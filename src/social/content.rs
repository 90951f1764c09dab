//! HTML head content dispatch.
//!
//! # Responsibilities
//! - Map every route variant to the title/description/image tuple used to
//!   populate social-preview metadata
//! - Degrade to the configured default content on any failed fetch
//!
//! # Design Decisions
//! - One exhaustive `match`; no default arm, so new variants cannot be
//!   silently skipped
//! - Fetches inside a handler are sequential; there is no fan-out to hide
//! - All-or-nothing: content is either fully derived from successful
//!   fetches or the static default, never a partial mix

use crate::api::types::ApiResult;
use crate::api::ShareApiClient;
use crate::config::SocialConfig;
use crate::observability::metrics;
use crate::routing::Route;
use crate::social::text::{truncate, user_handle, MAX_TITLE_MEDIUM};

/// The display strings substituted into a page `<head>`.
#[derive(Debug, Clone, PartialEq, Eq)]
pub struct SocialContent {
    pub title: String,
    pub description: String,
    pub image_url: String,
    pub url: String,
}

impl SocialContent {
    /// The fixed content every failed lookup degrades to.
    pub fn default_for(social: &SocialConfig) -> Self {
        Self {
            title: social.default_title.clone(),
            description: social.default_description.clone(),
            image_url: social.default_image_url.clone(),
            url: social.site_url.clone(),
        }
    }
}

/// Resolve the head content for a parsed route. Never fails: fetch errors
/// fall back to [`SocialContent::default_for`].
pub async fn resolve_content(
    route: &Route,
    api: &ShareApiClient,
    social: &SocialConfig,
) -> SocialContent {
    let resolved = match route {
        Route::NotFound { .. } => return SocialContent::default_for(social),

        Route::UserOverview { handle } => user_content(route, handle, api, social).await,

        Route::ProjectOverview {
            handle,
            project_slug,
        } => project_content(route, handle, project_slug, None, api, social).await,

        Route::ProjectCode {
            handle,
            project_slug,
            ..
        } => project_content(route, handle, project_slug, Some("Code"), api, social).await,

        Route::ProjectTickets {
            handle,
            project_slug,
        } => project_content(route, handle, project_slug, Some("Tickets"), api, social).await,

        Route::ProjectContributions {
            handle,
            project_slug,
        } => {
            project_content(
                route,
                handle,
                project_slug,
                Some("Contributions"),
                api,
                social,
            )
            .await
        }

        Route::ProjectReleases {
            handle,
            project_slug,
        } => project_content(route, handle, project_slug, Some("Releases"), api, social).await,

        Route::ProjectBranches {
            handle,
            project_slug,
        } => project_content(route, handle, project_slug, Some("Branches"), api, social).await,

        Route::ProjectTicket {
            handle,
            project_slug,
            number,
        } => ticket_content(route, handle, project_slug, *number, api, social).await,

        Route::ProjectContribution {
            handle,
            project_slug,
            number,
        } => contribution_content(route, handle, project_slug, *number, api, social).await,

        Route::ProjectRelease {
            handle,
            project_slug,
            version,
        } => release_content(route, handle, project_slug, version, api, social).await,

        Route::ProjectDefinition {
            handle,
            project_slug,
            branch_ref,
            kind,
            fqn,
        } => {
            definition_content(
                route,
                handle,
                project_slug,
                branch_ref,
                *kind,
                fqn,
                api,
                social,
            )
            .await
        }
    };

    match resolved {
        Ok(content) => content,
        Err(err) => {
            tracing::warn!(route = %route, error = %err, "content lookup failed, using defaults");
            metrics::api_failure("meta");
            metrics::content_fallback("meta");
            SocialContent::default_for(social)
        }
    }
}

/// Title with the site-name suffix, e.g. `@alice/mylib | Share`.
fn titled(social: &SocialConfig, base: &str) -> String {
    format!("{base} | {}", social.site_name)
}

fn content_for(
    social: &SocialConfig,
    route: &Route,
    title: String,
    description: String,
) -> SocialContent {
    let path = route.to_string();
    SocialContent {
        title,
        description: if description.is_empty() {
            social.default_description.clone()
        } else {
            description
        },
        image_url: format!(
            "{}/social-image?path={}",
            social.site_url,
            encode_query_value(&path)
        ),
        url: format!("{}{path}", social.site_url),
    }
}

async fn user_content(
    route: &Route,
    handle: &str,
    api: &ShareApiClient,
    social: &SocialConfig,
) -> ApiResult<SocialContent> {
    let user = api.get_user(handle).await?;
    let display_handle = user_handle(Some(&user.handle));
    let name_and_handle = match &user.name {
        Some(name) => format!("{name} {display_handle}"),
        None => display_handle,
    };
    Ok(content_for(
        social,
        route,
        titled(social, &name_and_handle),
        user.bio.unwrap_or_default(),
    ))
}

async fn project_content(
    route: &Route,
    handle: &str,
    project_slug: &str,
    page: Option<&str>,
    api: &ShareApiClient,
    social: &SocialConfig,
) -> ApiResult<SocialContent> {
    let project = api.get_project(handle, project_slug).await?;
    let project_ref = format!("{handle}/{project_slug}");
    let title = match page {
        Some(page) => titled(social, &format!("{page} · {project_ref}")),
        None => titled(social, &project_ref),
    };
    Ok(content_for(social, route, title, project.summary))
}

async fn ticket_content(
    route: &Route,
    handle: &str,
    project_slug: &str,
    number: u64,
    api: &ShareApiClient,
    social: &SocialConfig,
) -> ApiResult<SocialContent> {
    let project = api.get_project(handle, project_slug).await?;
    let ticket = api.get_ticket(handle, project_slug, number).await?;
    let title = titled(
        social,
        &format!(
            "{} · {handle}/{project_slug}",
            truncate(MAX_TITLE_MEDIUM, &ticket.title)
        ),
    );
    let description = if ticket.description.is_empty() {
        project.summary
    } else {
        ticket.description
    };
    Ok(content_for(social, route, title, description))
}

async fn contribution_content(
    route: &Route,
    handle: &str,
    project_slug: &str,
    number: u64,
    api: &ShareApiClient,
    social: &SocialConfig,
) -> ApiResult<SocialContent> {
    let project = api.get_project(handle, project_slug).await?;
    let contribution = api.get_contribution(handle, project_slug, number).await?;
    let title = titled(
        social,
        &format!(
            "{} · {handle}/{project_slug}",
            truncate(MAX_TITLE_MEDIUM, &contribution.title)
        ),
    );
    let description = contribution.description.unwrap_or(project.summary);
    Ok(content_for(social, route, title, description))
}

async fn release_content(
    route: &Route,
    handle: &str,
    project_slug: &str,
    version: &str,
    api: &ShareApiClient,
    social: &SocialConfig,
) -> ApiResult<SocialContent> {
    let project = api.get_project(handle, project_slug).await?;
    let _release = api.get_release(handle, project_slug, version).await?;
    let title = titled(
        social,
        &format!("Release {version} · {handle}/{project_slug}"),
    );
    Ok(content_for(social, route, title, project.summary))
}

#[allow(clippy::too_many_arguments)]
async fn definition_content(
    route: &Route,
    handle: &str,
    project_slug: &str,
    branch_ref: &crate::routing::BranchRef,
    kind: crate::routing::DefinitionKind,
    fqn: &[String],
    api: &ShareApiClient,
    social: &SocialConfig,
) -> ApiResult<SocialContent> {
    use crate::api::types::{doc_excerpt, syntax_text};
    use crate::routing::DefinitionKind;

    let project = api.get_project(handle, project_slug).await?;
    let definitions = api
        .get_definitions(handle, project_slug, branch_ref, fqn)
        .await?;

    let (name, summary) = match kind {
        DefinitionKind::Term => definitions
            .term_definitions
            .values()
            .next()
            .map(|term| {
                let docs = term
                    .term_docs
                    .first()
                    .and_then(|(_, _, doc)| doc_excerpt(doc, 24));
                (
                    term.best_term_name.clone(),
                    docs.unwrap_or_else(|| syntax_text(&term.signature)),
                )
            })
            .unwrap_or((fqn.join("."), project.summary)),
        DefinitionKind::Type => definitions
            .type_definitions
            .values()
            .next()
            .map(|ty| {
                let docs = ty.type_docs.first().and_then(|doc| doc_excerpt(doc, 24));
                (ty.best_type_name.clone(), docs.unwrap_or_default())
            })
            .unwrap_or((fqn.join("."), project.summary)),
    };

    let title = titled(
        social,
        &format!(
            "{} · {handle}/{project_slug}/{branch_ref}",
            truncate(MAX_TITLE_MEDIUM, &name)
        ),
    );
    Ok(content_for(social, route, title, summary))
}

/// Percent-encode a path for use as a query-parameter value. Only the
/// characters that would terminate or corrupt the parameter are escaped;
/// path characters stay readable, as the site's own links do.
fn encode_query_value(path: &str) -> String {
    let mut out = String::with_capacity(path.len());
    for c in path.chars() {
        match c {
            '%' => out.push_str("%25"),
            '&' => out.push_str("%26"),
            '#' => out.push_str("%23"),
            '?' => out.push_str("%3F"),
            '=' => out.push_str("%3D"),
            '+' => out.push_str("%2B"),
            ' ' => out.push_str("%20"),
            _ => out.push(c),
        }
    }
    out
}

######

» Required work: The expected result is every line from the material above that includes "format".

» Exercise response:
    format!("{base} | {}", social.site_name)
        image_url: format!(
        url: format!("{}{path}", social.site_url),
        Some(name) => format!("{name} {display_handle}"),
    let project_ref = format!("{handle}/{project_slug}");
        Some(page) => titled(social, &format!("{page} · {project_ref}")),
        &format!(
        &format!(
        &format!("Release {version} · {handle}/{project_slug}"),
        &format!(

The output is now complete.